Wyoming government doesn't operate like the federal government. Wyoming officials like to know what they may be getting the state into before they decide to do it, but Department of Health and Human Services' delayed answers and non-answers about a health exchange under the new federal health care law made making an informed decision difficult, according to U.S. Senator Mike Enzi, R-Wyo.
At a Senate Finance Committee Hearing today, Enzi asked the Centers for Medicare and Medicaid Services' Gary Cohen about the inadequate information regarding the health exchanges.
"My governor wrote on July 19 of 2012 trying to find out enough about the exchange that our Legislature could deal with the exchange," Enzi said. "He got an answer, no he didn't get an answer, he got a letter in January of this year."
Enzi explained that because the Wyoming Legislature meets for a limited time each year, there was no chance for its members to thoroughly evaluate the pros and cons of running a state health insurance exchange.
Cohen is the Deputy Administrator and Director of the Center for Consumer Information and Insurance Oversight at the Centers for Medicare & Medicaid Services which is part of the U.S. Department of Health and Human Services.
"We do our best to answer the questions as quickly as we can," Cohen said. "With respect to Wyoming, I have personally met and spoken with the insurance commissioner of Wyoming a number of times with respect to the exchange and the options available to Wyoming."
Enzi said a number of key regulations necessary to establishing exchanges were just released after the presidential election in November. Wyoming has been joined by other states, insurers and other stakeholders in criticizing the Administration for the lack of clarity provided to date. Several significant regulations remain to be issued or finalized with less than 12 months to go until the statutory deadline.
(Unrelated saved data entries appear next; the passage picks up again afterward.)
//! Geometric stages: resize, crop, rotate, flip.
//!
//! All stages work on the pipeline's RGBA working buffer.

use std::num::NonZeroU32;

use fast_image_resize::{FilterType, Image, PixelType, ResizeAlg, Resizer};
use image::{imageops, Rgba, RgbaImage};

use super::error::ImageError;
use super::operations::FlipDirection;

/// Resize to exactly `target_w`×`target_h` with Lanczos3; aspect ratio is not preserved.
pub fn resize(img: &RgbaImage, target_w: u32, target_h: u32) -> Result<RgbaImage, ImageError> {
    if (img.width(), img.height()) == (target_w, target_h) {
        return Ok(img.clone());
    }

    let src_width = NonZeroU32::new(img.width())
        .ok_or_else(|| ImageError::resize_failed("Source width is 0"))?;
    let src_height = NonZeroU32::new(img.height())
        .ok_or_else(|| ImageError::resize_failed("Source height is 0"))?;
    let dst_width =
        NonZeroU32::new(target_w).ok_or_else(|| ImageError::resize_failed("Target width is 0"))?;
    let dst_height =
        NonZeroU32::new(target_h).ok_or_else(|| ImageError::resize_failed("Target height is 0"))?;

    let src_image = Image::from_vec_u8(
        src_width,
        src_height,
        img.as_raw().clone(),
        PixelType::U8x4,
    )
    .map_err(|e| ImageError::resize_failed(format!("Failed to create source image: {:?}", e)))?;

    let mut dst_image = Image::new(dst_width, dst_height, PixelType::U8x4);

    let mut resizer = Resizer::new(ResizeAlg::Convolution(FilterType::Lanczos3));
    resizer
        .resize(&src_image.view(), &mut dst_image.view_mut())
        .map_err(|e| ImageError::resize_failed(format!("Resize operation failed: {:?}", e)))?;

    RgbaImage::from_raw(target_w, target_h, dst_image.into_vec())
        .ok_or_else(|| ImageError::resize_failed("Failed to create output image buffer"))
}

/// Extract `[x, x+width) × [y, y+height)`, clipped to the source bounds.
///
/// An origin outside the image is a parameter error; an empty result is never produced.
pub fn crop(
    img: &RgbaImage,
    x: u32,
    y: u32,
    width: u32,
    height: u32,
) -> Result<RgbaImage, ImageError> {
    let (src_w, src_h) = img.dimensions();
    if x >= src_w || y >= src_h {
        return Err(ImageError::invalid_param(
            "crop",
            format!(
                "origin ({}, {}) lies outside the {}x{} image",
                x, y, src_w, src_h
            ),
        ));
    }

    let clipped_w = width.min(src_w - x);
    let clipped_h = height.min(src_h - y);
    Ok(imageops::crop_imm(img, x, y, clipped_w, clipped_h).to_image())
}

/// Quarter turns in `degrees`, if it is an exact multiple of 90
fn quarter_turns(degrees: f64) -> Option<u32> {
    let normalized = degrees.rem_euclid(360.0);
    let quarter = (normalized / 90.0).round();
    ((normalized - quarter * 90.0).abs() < 1e-9).then_some(quarter as u32 % 4)
}

/// Output dimensions of [`rotate`], computed without touching pixels
pub fn rotated_bounds(width: u32, height: u32, degrees: f64) -> (u32, u32) {
    match quarter_turns(degrees) {
        Some(0) | Some(2) => (width, height),
        Some(_) => (height, width),
        None => {
            let (sin, cos) = degrees.rem_euclid(360.0).to_radians().sin_cos();
            let (w, h) = (width as f64, height as f64);
            let dst_w = ((w * cos.abs() + h * sin.abs()).ceil() as u32).max(1);
            let dst_h = ((w * sin.abs() + h * cos.abs()).ceil() as u32).max(1);
            (dst_w, dst_h)
        }
    }
}

/// Rotate counter-clockwise by `degrees` about the image center.
///
/// Quarter turns are exact pixel permutations. Other angles grow the canvas
/// to the rotated bounding box and fill exposed corners with transparency.
pub fn rotate(img: &RgbaImage, degrees: f64) -> RgbaImage {
    match quarter_turns(degrees) {
        // Counter-clockwise quarter turns map onto imageops' clockwise ones
        Some(0) => img.clone(),
        Some(1) => imageops::rotate270(img),
        Some(2) => imageops::rotate180(img),
        Some(_) => imageops::rotate90(img),
        None => rotate_bilinear(img, degrees),
    }
}

fn rotate_bilinear(img: &RgbaImage, degrees: f64) -> RgbaImage {
    let (sin, cos) = degrees.rem_euclid(360.0).to_radians().sin_cos();
    let src_w = img.width() as f64;
    let src_h = img.height() as f64;

    let (dst_w, dst_h) = rotated_bounds(img.width(), img.height(), degrees);

    let (src_cx, src_cy) = (src_w / 2.0, src_h / 2.0);
    let (dst_cx, dst_cy) = (dst_w as f64 / 2.0, dst_h as f64 / 2.0);

    RgbaImage::from_fn(dst_w, dst_h, |dx, dy| {
        // Destination pixel center relative to the canvas center
        let rx = dx as f64 + 0.5 - dst_cx;
        let ry = dy as f64 + 0.5 - dst_cy;

        // Inverse of a counter-clockwise rotation in y-down coordinates
        let sx = rx * cos - ry * sin + src_cx - 0.5;
        let sy = rx * sin + ry * cos + src_cy - 0.5;

        sample_bilinear(img, sx, sy)
    })
}

/// Bilinear sample with transparent pixels outside the image.
///
/// Interpolates premultiplied color so edges fade to transparent rather than dark.
fn sample_bilinear(img: &RgbaImage, sx: f64, sy: f64) -> Rgba<u8> {
    let x0 = sx.floor();
    let y0 = sy.floor();
    let fx = sx - x0;
    let fy = sy - y0;

    let fetch = |x: f64, y: f64| -> [f64; 4] {
        if x < 0.0 || y < 0.0 || x >= img.width() as f64 || y >= img.height() as f64 {
            return [0.0; 4];
        }
        let p = img.get_pixel(x as u32, y as u32);
        let a = p[3] as f64 / 255.0;
        [p[0] as f64 * a, p[1] as f64 * a, p[2] as f64 * a, a]
    };

    let taps = [
        (fetch(x0, y0), (1.0 - fx) * (1.0 - fy)),
        (fetch(x0 + 1.0, y0), fx * (1.0 - fy)),
        (fetch(x0, y0 + 1.0), (1.0 - fx) * fy),
        (fetch(x0 + 1.0, y0 + 1.0), fx * fy),
    ];

    let mut acc = [0.0f64; 4];
    for (px, weight) in taps {
        for (sum, channel) in acc.iter_mut().zip(px) {
            *sum += channel * weight;
        }
    }

    let alpha = acc[3];
    if alpha <= f64::EPSILON {
        return Rgba([0, 0, 0, 0]);
    }
    let unpremultiply = |c: f64| (c / alpha).round().clamp(0.0, 255.0) as u8;
    Rgba([
        unpremultiply(acc[0]),
        unpremultiply(acc[1]),
        unpremultiply(acc[2]),
        (alpha * 255.0).round().clamp(0.0, 255.0) as u8,
    ])
}

pub fn flip(img: &mut RgbaImage, direction: FlipDirection) {
    match direction {
        FlipDirection::Horizontal => imageops::flip_horizontal_in_place(img),
        FlipDirection::Vertical => imageops::flip_vertical_in_place(img),
    }
}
Administration of health insurance exchanges will be paid for by user fees charged to insurance companies, which in turn pass costs on to their customers. Enzi is concerned the administrative costs could balloon to pay for this new bureaucracy, which would result in higher health insurance costs for consumers.
Enzi believes that ultimately, the confusion regarding the exchanges is the result of a massive, complex and ambiguous bill that one party forced through Congress.